**WORK INSTRUCTION:** From the entries, filter out every line that lacks "GenericMethodTriviaUpdate" and copy the rest.

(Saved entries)
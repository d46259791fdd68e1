//! Edit classification and active statement remapping.
//!
//! ```text
//! analyzer ─→ classifier ─→ display (names, spans)
//!    │            └────────→ semantic (SymbolLookup)
//!    ├─→ state_machine (await / yield)
//!    ├─→ trivia (layout-only member changes)
//!    ├─→ active_statement ─→ exception_regions
//!    │          └──────────→ breakpoints
//!    └─→ body (member bodies, match context)
//! ```
//!
//! [`analyze_document`] is the entry point. The breakpoint locator is also
//! usable on its own.

mod active_statement;
mod analyzer;
mod body;
mod breakpoints;
mod classifier;
mod display;
mod error;
mod exception_regions;
mod options;
mod rude_edit;
mod semantic;
mod state_machine;
mod trivia;

pub use active_statement::{
    ActiveStatement, ActiveStatementFlags, ActiveStatementRemap, StatementPart,
    are_equivalent_active_statements, find_closest_active_span, find_statement_and_part,
};
pub use analyzer::{
    DocumentAnalysisResult, DocumentPair, MemberBodyEdits, analyze_document, analyze_documents,
};
pub use body::{is_body_root, member_body, owning_member};
pub use breakpoints::{try_get_breakpoint_span, try_get_closest_breakpoint_span};
pub use display::{deleted_node_span, diagnostic_span, display_name, try_display_name};
pub use error::{AnalysisError, Result};
pub use exception_regions::{are_equivalent_regions, exception_region_ancestors, region_span, region_spans};
pub use options::AnalyzerOptions;
pub use rude_edit::{RudeEditDiagnostic, RudeEditKind};
pub use semantic::{CapturedVariable, SymbolLookup, SyntacticSymbolLookup};
pub use state_machine::{StateMachineKind, state_machine_kind, suspension_points};
pub use trivia::{LineChange, TriviaEdits};
//! Rude edit kinds and diagnostics.
//!
//! A rude edit is a change that cannot be applied to a running process.
//! Every kind carries a message template with positional `{0}`, `{1}`
//! placeholders filled from the diagnostic's arguments.

use std::fmt;

use crate::base::TextRange;
use crate::parser::SyntaxKind;

/// Kinds of edits that prevent the debug session from continuing
#[derive(Debug, Clone, Copy, PartialEq, Eq, Hash, PartialOrd, Ord)]
pub enum RudeEditKind {
    // =========================================================================
    // Declarations
    // =========================================================================
    Insert,
    Delete,
    Update,
    Move,
    Renamed,
    ModifiersUpdate,
    TypeUpdate,
    TypeKindUpdate,
    BaseTypeOrInterfaceUpdate,
    EnumUnderlyingTypeUpdate,
    FieldKindUpdate,
    InitializerUpdate,
    VarianceUpdate,
    AccessorKindUpdate,
    GenericMethodUpdate,
    GenericTypeUpdate,
    GenericTypeInitializerUpdate,
    GenericMethodTriviaUpdate,
    GenericTypeTriviaUpdate,
    StackAllocUpdate,
    SwitchExpressionUpdate,
    MethodBodyAdd,
    MethodBodyDelete,
    InsertExtern,
    InsertVirtual,
    InsertIntoInterface,
    InsertOperator,
    InsertGenericMethod,
    InsertMethodWithExplicitInterfaceSpecifier,

    // =========================================================================
    // Lambdas and local functions
    // =========================================================================
    SwitchBetweenLambdaAndLocalFunction,
    ChangingLambdaParameters,
    ChangingLambdaReturnType,
    ChangingFromAsynchronousToSynchronous,
    CapturingVariable,
    NotCapturingVariable,
    DeletingCapturedVariable,

    // =========================================================================
    // Active statements
    // =========================================================================
    ActiveStatementUpdate,
    PartiallyExecutedActiveStatementUpdate,
    DeleteActiveStatement,
    PartiallyExecutedActiveStatementDelete,
    ActiveStatementLambdaRemoved,
    UpdateAroundActiveStatement,
    InsertAroundActiveStatement,
    DeleteAroundActiveStatement,

    // =========================================================================
    // State machines
    // =========================================================================
    AwaitStatementUpdate,
    UpdatingStateMachineMethodAroundActiveStatement,
    ChangingStateMachineShape,
}

impl RudeEditKind {
    /// Message template; `{n}` is replaced by the n-th argument
    pub fn message_template(&self) -> &'static str {
        match self {
            Self::Insert => "Adding '{0}' will prevent the debug session from continuing.",
            Self::Delete => "Deleting '{0}' will prevent the debug session from continuing.",
            Self::Update => "Updating '{0}' will prevent the debug session from continuing.",
            Self::Move => "Moving '{0}' will prevent the debug session from continuing.",
            Self::Renamed => "Renaming '{0}' will prevent the debug session from continuing.",
            Self::ModifiersUpdate => {
                "Updating the modifiers of '{0}' will prevent the debug session from continuing."
            }
            Self::TypeUpdate => "Updating the type of '{0}' will prevent the debug session from continuing.",
            Self::TypeKindUpdate => "Updating the kind of a type will prevent the debug session from continuing.",
            Self::BaseTypeOrInterfaceUpdate => {
                "Updating the base class and/or base interface(s) of '{0}' will prevent the debug session from continuing."
            }
            Self::EnumUnderlyingTypeUpdate => {
                "Updating the underlying type of '{0}' will prevent the debug session from continuing."
            }
            Self::FieldKindUpdate => "Updating the kind of '{0}' will prevent the debug session from continuing.",
            Self::InitializerUpdate => {
                "Updating the initializer of '{0}' will prevent the debug session from continuing."
            }
            Self::VarianceUpdate => {
                "Updating the variance of '{0}' will prevent the debug session from continuing."
            }
            Self::AccessorKindUpdate => {
                "Updating the kind of an property/event accessor will prevent the debug session from continuing."
            }
            Self::GenericMethodUpdate => {
                "Modifying a generic method will prevent the debug session from continuing."
            }
            Self::GenericTypeUpdate => {
                "Modifying a method inside the context of a generic type will prevent the debug session from continuing."
            }
            Self::GenericTypeInitializerUpdate => {
                "Modifying the initializer of '{0}' in a generic type will prevent the debug session from continuing."
            }
            Self::GenericMethodTriviaUpdate => {
                "Modifying whitespace or comments in a generic '{0}' will prevent the debug session from continuing."
            }
            Self::GenericTypeTriviaUpdate => {
                "Modifying whitespace or comments in '{0}' inside the context of a generic type will prevent the debug session from continuing."
            }
            Self::StackAllocUpdate => {
                "Modifying '{0}' which contains the 'stackalloc' operator will prevent the debug session from continuing."
            }
            Self::SwitchExpressionUpdate => {
                "Modifying '{0}' which contains a switch expression will prevent the debug session from continuing."
            }
            Self::MethodBodyAdd => "Adding a method body will prevent the debug session from continuing.",
            Self::MethodBodyDelete => "Deleting a method body will prevent the debug session from continuing.",
            Self::InsertExtern => "Adding an extern '{0}' will prevent the debug session from continuing.",
            Self::InsertVirtual => {
                "Adding an abstract '{0}' or overriding an inherited '{0}' will prevent the debug session from continuing."
            }
            Self::InsertIntoInterface => {
                "Adding '{0}' into an interface will prevent the debug session from continuing."
            }
            Self::InsertOperator => {
                "Adding a user defined '{0}' will prevent the debug session from continuing."
            }
            Self::InsertGenericMethod => {
                "Adding a generic '{0}' will prevent the debug session from continuing."
            }
            Self::InsertMethodWithExplicitInterfaceSpecifier => {
                "Adding a method with an explicit interface specifier will prevent the debug session from continuing."
            }
            Self::SwitchBetweenLambdaAndLocalFunction => {
                "Switching between a lambda and a local function will prevent the debug session from continuing."
            }
            Self::ChangingLambdaParameters => {
                "Changing parameters of '{0}' will prevent the debug session from continuing."
            }
            Self::ChangingLambdaReturnType => {
                "Changing the return type of '{0}' will prevent the debug session from continuing."
            }
            Self::ChangingFromAsynchronousToSynchronous => {
                "Changing '{0}' from asynchronous to synchronous will prevent the debug session from continuing."
            }
            Self::CapturingVariable => {
                "Capturing variable '{0}' that hasn't been captured before will prevent the debug session from continuing."
            }
            Self::NotCapturingVariable => {
                "Ceasing to capture variable '{0}' will prevent the debug session from continuing."
            }
            Self::DeletingCapturedVariable => {
                "Deleting captured variable '{0}' will prevent the debug session from continuing."
            }
            Self::ActiveStatementUpdate => {
                "Updating an active statement will prevent the debug session from continuing."
            }
            Self::PartiallyExecutedActiveStatementUpdate => {
                "Updating a complex statement containing an await expression will prevent the debug session from continuing."
            }
            Self::DeleteActiveStatement => {
                "An active statement has been removed from its original method. You must revert your changes to continue or restart the debugging session."
            }
            Self::PartiallyExecutedActiveStatementDelete => {
                "An actively executing statement has been deleted. You must revert your changes to continue or restart the debugging session."
            }
            Self::ActiveStatementLambdaRemoved => {
                "Removing '{0}' that contains an active statement will prevent the debug session from continuing."
            }
            Self::UpdateAroundActiveStatement => {
                "Updating a '{0}' around an active statement will prevent the debug session from continuing."
            }
            Self::InsertAroundActiveStatement => {
                "Adding a '{0}' around an active statement will prevent the debug session from continuing."
            }
            Self::DeleteAroundActiveStatement => {
                "Deleting a '{0}' around an active statement will prevent the debug session from continuing."
            }
            Self::AwaitStatementUpdate => {
                "Updating a complex statement containing an await expression will prevent the debug session from continuing."
            }
            Self::UpdatingStateMachineMethodAroundActiveStatement => {
                "Updating async or iterator modifier around an active statement will prevent the debug session from continuing."
            }
            Self::ChangingStateMachineShape => {
                "Changing '{0}' to '{1}' will prevent the debug session from continuing because it changes the shape of the state machine."
            }
        }
    }

    /// The edit concerns an active statement or its surroundings
    pub fn is_active_statement_edit(&self) -> bool {
        matches!(
            self,
            Self::ActiveStatementUpdate
                | Self::PartiallyExecutedActiveStatementUpdate
                | Self::DeleteActiveStatement
                | Self::PartiallyExecutedActiveStatementDelete
                | Self::ActiveStatementLambdaRemoved
                | Self::UpdateAroundActiveStatement
                | Self::InsertAroundActiveStatement
                | Self::DeleteAroundActiveStatement
                | Self::UpdatingStateMachineMethodAroundActiveStatement
        )
    }
}

impl fmt::Display for RudeEditKind {
    fn fmt(&self, f: &mut fmt::Formatter<'_>) -> fmt::Result {
        fmt::Debug::fmt(self, f)
    }
}

/// One reported rude edit
#[derive(Debug, Clone, PartialEq, Eq, Hash)]
pub struct RudeEditDiagnostic {
    pub kind: RudeEditKind,
    /// Span in the new document, or the nearest surviving span for deletes
    pub span: TextRange,
    /// Kind of the node the edit was reported on, when there is one
    pub syntax_kind: Option<SyntaxKind>,
    pub arguments: Vec<String>,
}

impl RudeEditDiagnostic {
    pub fn new(kind: RudeEditKind, span: TextRange) -> Self {
        Self {
            kind,
            span,
            syntax_kind: None,
            arguments: Vec::new(),
        }
    }

    pub fn with_node(mut self, kind: SyntaxKind) -> Self {
        self.syntax_kind = Some(kind);
        self
    }

    pub fn with_argument(mut self, argument: impl Into<String>) -> Self {
        self.arguments.push(argument.into());
        self
    }

    /// The message with arguments substituted. Missing arguments are left
    /// as written.
    pub fn message(&self) -> String {
        let mut message = self.kind.message_template().to_string();
        for (i, argument) in self.arguments.iter().enumerate() {
            message = message.replace(&format!("{{{i}}}"), argument);
        }
        message
    }
}

impl fmt::Display for RudeEditDiagnostic {
    fn fmt(&self, f: &mut fmt::Formatter<'_>) -> fmt::Result {
        write!(f, "{:?}: {}", self.span, self.message())
    }
}
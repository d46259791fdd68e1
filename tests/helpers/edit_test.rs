//! Builder for old/new document edit tests.
//!
//! Sources mark active statements with `<AS:n>...</AS:n>`. Ordinal 0 is the
//! leaf frame, every other ordinal a non-leaf frame unless overridden.

use enc::analysis::{
    ActiveStatement, ActiveStatementFlags, AnalyzerOptions, DocumentAnalysisResult, RudeEditKind,
    SyntacticSymbolLookup, analyze_document,
};
use enc::{SyntaxTree, TextRange, TextSize};
use tokio_util::sync::CancellationToken;

/// Source with active statement markers removed
#[derive(Debug, Clone)]
pub struct MarkedSource {
    pub text: String,
    /// (ordinal, span) in order of appearance
    pub spans: Vec<(usize, TextRange)>,
}

impl MarkedSource {
    pub fn parse(marked: &str) -> Self {
        let mut text = String::with_capacity(marked.len());
        let mut open: Vec<(usize, u32)> = Vec::new();
        let mut spans = Vec::new();
        let mut rest = marked;
        while let Some(index) = rest.find('<') {
            text.push_str(&rest[..index]);
            rest = &rest[index..];
            let (closing, tail) = match rest.strip_prefix("</AS:") {
                Some(tail) => (true, tail),
                None => match rest.strip_prefix("<AS:") {
                    Some(tail) => (false, tail),
                    None => {
                        text.push('<');
                        rest = &rest[1..];
                        continue;
                    }
                },
            };
            let end = tail.find('>').expect("unterminated marker");
            let ordinal: usize = tail[..end].parse().expect("marker ordinal");
            let position = text.len() as u32;
            if closing {
                let slot = open
                    .iter()
                    .rposition(|(o, _)| *o == ordinal)
                    .expect("closing marker without opening marker");
                let (_, start) = open.remove(slot);
                spans.push((ordinal, TextRange::new(TextSize::from(start), TextSize::from(position))));
            } else {
                open.push((ordinal, position));
            }
            rest = &tail[end + 1..];
        }
        text.push_str(rest);
        assert!(open.is_empty(), "unclosed active statement markers");
        spans.sort_by_key(|(ordinal, _)| *ordinal);
        Self { text, spans }
    }

    pub fn span(&self, ordinal: usize) -> Option<TextRange> {
        self.spans.iter().find(|(o, _)| *o == ordinal).map(|(_, s)| *s)
    }
}

/// An edit of one document with active statements
pub struct EditTest {
    pub old_source: MarkedSource,
    pub new_source: MarkedSource,
    pub old: SyntaxTree,
    pub new: SyntaxTree,
    pub options: AnalyzerOptions,
    flags: Vec<(usize, ActiveStatementFlags)>,
}

impl EditTest {
    pub fn new(old: &str, new: &str) -> Self {
        let old_source = MarkedSource::parse(old);
        let new_source = MarkedSource::parse(new);
        let old = SyntaxTree::parse(&old_source.text);
        let new = SyntaxTree::parse(&new_source.text);
        Self {
            old_source,
            new_source,
            old,
            new,
            options: AnalyzerOptions::default(),
            flags: Vec::new(),
        }
    }

    /// Both sources are method bodies of `class C { void M() { ... } }`
    pub fn body(old: &str, new: &str) -> Self {
        Self::new(
            &format!("class C {{ void M() {{ {old} }} }}"),
            &format!("class C {{ void M() {{ {new} }} }}"),
        )
    }

    pub fn with_flags(mut self, ordinal: usize, flags: ActiveStatementFlags) -> Self {
        self.flags.push((ordinal, flags));
        self
    }

    pub fn with_options(mut self, options: AnalyzerOptions) -> Self {
        self.options = options;
        self
    }

    fn flags_of(&self, ordinal: usize) -> ActiveStatementFlags {
        self.flags
            .iter()
            .rev()
            .find(|(o, _)| *o == ordinal)
            .map(|(_, f)| *f)
            .unwrap_or(if ordinal == 0 {
                ActiveStatementFlags::LEAF
            } else {
                ActiveStatementFlags::NON_LEAF
            })
    }

    pub fn active_statements(&self) -> Vec<ActiveStatement> {
        self.old_source
            .spans
            .iter()
            .map(|(ordinal, span)| ActiveStatement::new(*ordinal, *span, self.flags_of(*ordinal)))
            .collect()
    }

    pub fn analyze(&self) -> DocumentAnalysisResult<'_> {
        analyze_document(
            &self.old,
            &self.new,
            &self.active_statements(),
            &self.options,
            &SyntacticSymbolLookup,
            &CancellationToken::new(),
        )
        .expect("analysis failed")
    }

    pub fn rude_edit_kinds(&self) -> Vec<RudeEditKind> {
        self.analyze().rude_edits.into_iter().map(|d| d.kind).collect()
    }

    pub fn assert_rude_edits(&self, expected: &[RudeEditKind]) {
        let result = self.analyze();
        let lines = self.new.line_index();
        let actual: Vec<_> = result.rude_edits.iter().map(|d| d.kind).collect();
        assert_eq!(
            actual,
            expected,
            "unexpected rude edits:\n{}",
            result
                .rude_edits
                .iter()
                .map(|d| format!("  {} at {}: {}", d.kind, lines.span(d.span), d.message()))
                .collect::<Vec<_>>()
                .join("\n")
        );
    }

    /// Every active statement was remapped to its `<AS:n>` span in the new source
    pub fn assert_active_statements_remapped(&self) {
        let result = self.analyze();
        for remap in &result.active_statements {
            let expected = self.new_source.span(remap.ordinal);
            assert_eq!(
                remap.new_span,
                expected,
                "active statement {} remapped to {:?}",
                remap.ordinal,
                remap.new_span.map(|s| self.new.slice(s).to_string())
            );
        }
    }

    /// Text of the first rude edit's span in the new source
    pub fn first_rude_edit_text(&self) -> String {
        let result = self.analyze();
        let span = result.rude_edits.first().expect("no rude edits").span;
        self.new.slice(span).to_string()
    }
}

#[cfg(test)]
mod tests {
    use super::*;

    #[test]
    fn test_markers_are_stripped() {
        let source = MarkedSource::parse("a <AS:1>b <AS:0>c</AS:0></AS:1> d < e");
        assert_eq!(source.text, "a b c d < e");
        assert_eq!(source.spans.len(), 2);
        assert_eq!(&source.text[source.span(0).unwrap()], "c");
        assert_eq!(&source.text[source.span(1).unwrap()], "b c");
    }
}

**ANSWER TO THE EXERCISE:**
    GenericMethodTriviaUpdate,
            Self::GenericMethodTriviaUpdate => {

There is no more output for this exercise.